▶ _The task_
With "South" as the search word, show every line of the material that has it.

▶ _Records to process_

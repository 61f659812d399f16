//! REST Countries implementation of the `CountryLookup` trait.

use std::time::Duration;

use async_trait::async_trait;
use reqwest::{Client, StatusCode, Url};
use thiserror::Error;
use tracing::{debug, warn};

use worldclock_core::error::LookupError;
use worldclock_core::lookup::{CountryLookup, CountryRecord};

/// Public REST Countries endpoint.
pub const DEFAULT_BASE_URL: &str = "https://restcountries.com/v3.1";

/// Only the fields the lookup needs are requested.
const RESPONSE_FIELDS: &str = "name,timezones";

/// Errors building a `RestCountriesClient`.
#[derive(Debug, Error)]
pub enum LookupClientError {
    /// The base URL is not an absolute http(s) URL.
    #[error("invalid lookup base URL '{0}'")]
    InvalidBaseUrl(String),

    /// The underlying HTTP client could not be built.
    #[error("failed to build HTTP client: {0}")]
    Client(#[from] reqwest::Error),
}

/// Country lookup backed by the REST Countries name search.
#[derive(Debug, Clone)]
pub struct RestCountriesClient {
    client: Client,
    base_url: Url,
}

impl RestCountriesClient {
    /// Creates a client for the service rooted at `base_url`, giving up on
    /// any single request after `timeout`.
    ///
    /// # Errors
    ///
    /// Returns `LookupClientError::InvalidBaseUrl` if `base_url` is not an
    /// http(s) URL, or `LookupClientError::Client` if the HTTP client cannot
    /// be built.
    pub fn new(base_url: &str, timeout: Duration) -> Result<Self, LookupClientError> {
        let base_url = Url::parse(base_url)
            .ok()
            .filter(|url| matches!(url.scheme(), "http" | "https") && !url.cannot_be_a_base())
            .ok_or_else(|| LookupClientError::InvalidBaseUrl(base_url.to_owned()))?;

        let client = Client::builder()
            .user_agent(concat!("worldclock/", env!("CARGO_PKG_VERSION")))
            .timeout(timeout)
            .build()?;

        Ok(Self { client, base_url })
    }

    /// `{base}/name/{name}?fields=name,timezones`, with `name` percent-encoded
    /// as a single path segment.
    fn search_url(&self, name: &str) -> Url {
        let mut url = self.base_url.clone();
        if let Ok(mut segments) = url.path_segments_mut() {
            segments.pop_if_empty().push("name").push(name);
        }
        url.query_pairs_mut().append_pair("fields", RESPONSE_FIELDS);
        url
    }
}

#[async_trait]
impl CountryLookup for RestCountriesClient {
    async fn search_by_name(&self, name: &str) -> Result<Vec<CountryRecord>, LookupError> {
        let url = self.search_url(name);
        debug!(%url, "searching country by name");

        let response = self.client.get(url.clone()).send().await.map_err(|e| {
            warn!(%url, error = %e, "country lookup request failed");
            LookupError::UpstreamFailure(format!("request to {url} failed: {e}"))
        })?;

        let status = response.status();
        if status == StatusCode::NOT_FOUND {
            debug!(%url, "no country matched");
            return Ok(Vec::new());
        }
        if !status.is_success() {
            warn!(%url, %status, "country lookup returned an error status");
            return Err(LookupError::UpstreamFailure(format!(
                "{url} returned {status}"
            )));
        }

        response.json::<Vec<CountryRecord>>().await.map_err(|e| {
            warn!(%url, error = %e, "country lookup returned a malformed body");
            LookupError::UpstreamFailure(format!("malformed response from {url}: {e}"))
        })
    }
}

#[cfg(test)]
mod tests {
    use super::*;

    fn client(base: &str) -> RestCountriesClient {
        RestCountriesClient::new(base, Duration::from_secs(1)).unwrap()
    }

    #[test]
    fn test_search_url_appends_name_and_fields() {
        let url = client("https://restcountries.com/v3.1").search_url("Japan");

        assert_eq!(
            url.as_str(),
            "https://restcountries.com/v3.1/name/Japan?fields=name%2Ctimezones"
        );
    }

    #[test]
    fn test_search_url_tolerates_trailing_slash_and_encodes_name() {
        let url = client("http://localhost:8080/v3.1/").search_url("South Africa/x");

        assert_eq!(url.path(), "/v3.1/name/South%20Africa%2Fx");
    }

    #[test]
    fn test_new_rejects_non_http_base_url() {
        let result = RestCountriesClient::new("mailto:someone@example.com", Duration::from_secs(1));

        assert!(matches!(result, Err(LookupClientError::InvalidBaseUrl(_))));
    }

    #[test]
    fn test_new_rejects_relative_base_url() {
        let result = RestCountriesClient::new("v3.1/name", Duration::from_secs(1));

        assert!(matches!(result, Err(LookupClientError::InvalidBaseUrl(_))));
    }
}
//! Timezone resolution.
//!
//! The country-data service lists a country's zones either as IANA
//! identifiers (`Asia/Tokyo`) or as fixed offsets (`UTC+08:00`). Both
//! resolve to a [`ZoneSpec`] that can localize an instant.

use chrono::{DateTime, FixedOffset, Utc};
use chrono_tz::Tz;
use thiserror::Error;

const SECONDS_PER_MINUTE: i32 = 60;

/// A timezone string that could not be resolved.
#[derive(Debug, Error, PartialEq, Eq)]
#[error("unrecognized timezone: {0}")]
pub struct ZoneError(pub String);

/// A resolved timezone.
#[derive(Debug, Clone, Copy, PartialEq, Eq)]
pub enum ZoneSpec {
    /// A zone from the IANA database, DST rules included.
    Named(Tz),
    /// A fixed offset from UTC.
    Fixed(FixedOffset),
}

impl ZoneSpec {
    /// Resolves a timezone identifier or a `UTC±HH:MM` offset string.
    ///
    /// # Errors
    ///
    /// Returns `ZoneError` if the string is neither a well-formed offset nor
    /// a known IANA identifier.
    pub fn resolve(identifier: &str) -> Result<Self, ZoneError> {
        let identifier = identifier.trim();
        if has_utc_prefix(identifier) {
            let minutes = parse_offset_minutes(identifier)
                .ok_or_else(|| ZoneError(identifier.to_owned()))?;
            return FixedOffset::east_opt(minutes * SECONDS_PER_MINUTE)
                .map(Self::Fixed)
                .ok_or_else(|| ZoneError(identifier.to_owned()));
        }

        identifier
            .parse::<Tz>()
            .map(Self::Named)
            .map_err(|_| ZoneError(identifier.to_owned()))
    }

    /// Converts `instant` to wall-clock time in this zone.
    #[must_use]
    pub fn localize(&self, instant: DateTime<Utc>) -> DateTime<FixedOffset> {
        match self {
            Self::Named(tz) => instant.with_timezone(tz).fixed_offset(),
            Self::Fixed(offset) => instant.with_timezone(offset),
        }
    }
}

fn has_utc_prefix(value: &str) -> bool {
    value.get(..3).is_some_and(|p| p.eq_ignore_ascii_case("UTC"))
}

/// Parses `UTC±HH:MM` (or `UTC±HH`, or bare `UTC`) to signed total minutes.
///
/// The sign applies to the whole offset, so `UTC-05:30` is -330.
#[must_use]
pub fn parse_offset_minutes(value: &str) -> Option<i32> {
    let value = value.trim();
    if !has_utc_prefix(value) {
        return None;
    }
    let rest = value[3..].trim();
    if rest.is_empty() {
        return Some(0);
    }

    let (sign, magnitude) = match rest.as_bytes()[0] {
        b'+' => (1, &rest[1..]),
        b'-' => (-1, &rest[1..]),
        _ => return None,
    };

    let (hour_part, minute_part) = magnitude.split_once(':').unwrap_or((magnitude, "0"));
    let hours = parse_digits(hour_part)?;
    let minutes = parse_digits(minute_part)?;
    if !(0..24).contains(&hours) || !(0..60).contains(&minutes) {
        return None;
    }

    Some(sign * (hours * 60 + minutes))
}

/// Parses a non-empty run of ASCII digits; signs and whitespace are rejected.
fn parse_digits(part: &str) -> Option<i32> {
    if part.is_empty() || !part.bytes().all(|b| b.is_ascii_digit()) {
        return None;
    }
    part.parse().ok()
}

/// Offsets the display client knows a representative IANA zone for.
const OFFSET_TO_IANA: &[(&str, &str)] = &[
    ("UTC+08:00", "Asia/Manila"),
    ("UTC+09:00", "Asia/Tokyo"),
    ("UTC-05:00", "America/New_York"),
    ("UTC-08:00", "America/Los_Angeles"),
];

/// Maps a UTC offset string to an IANA identifier when the table has one.
///
/// IANA identifiers and unmapped offsets are returned unchanged.
#[must_use]
pub fn map_offset_to_iana(timezone: &str) -> &str {
    if !has_utc_prefix(timezone) {
        return timezone;
    }
    OFFSET_TO_IANA
        .iter()
        .find(|(offset, _)| *offset == timezone)
        .map_or(timezone, |(_, iana)| *iana)
}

▶ _Solution to the exercise_
        let url = client("http://localhost:8080/v3.1/").search_url("South Africa/x");
        assert_eq!(url.path(), "/v3.1/name/South%20Africa%2Fx");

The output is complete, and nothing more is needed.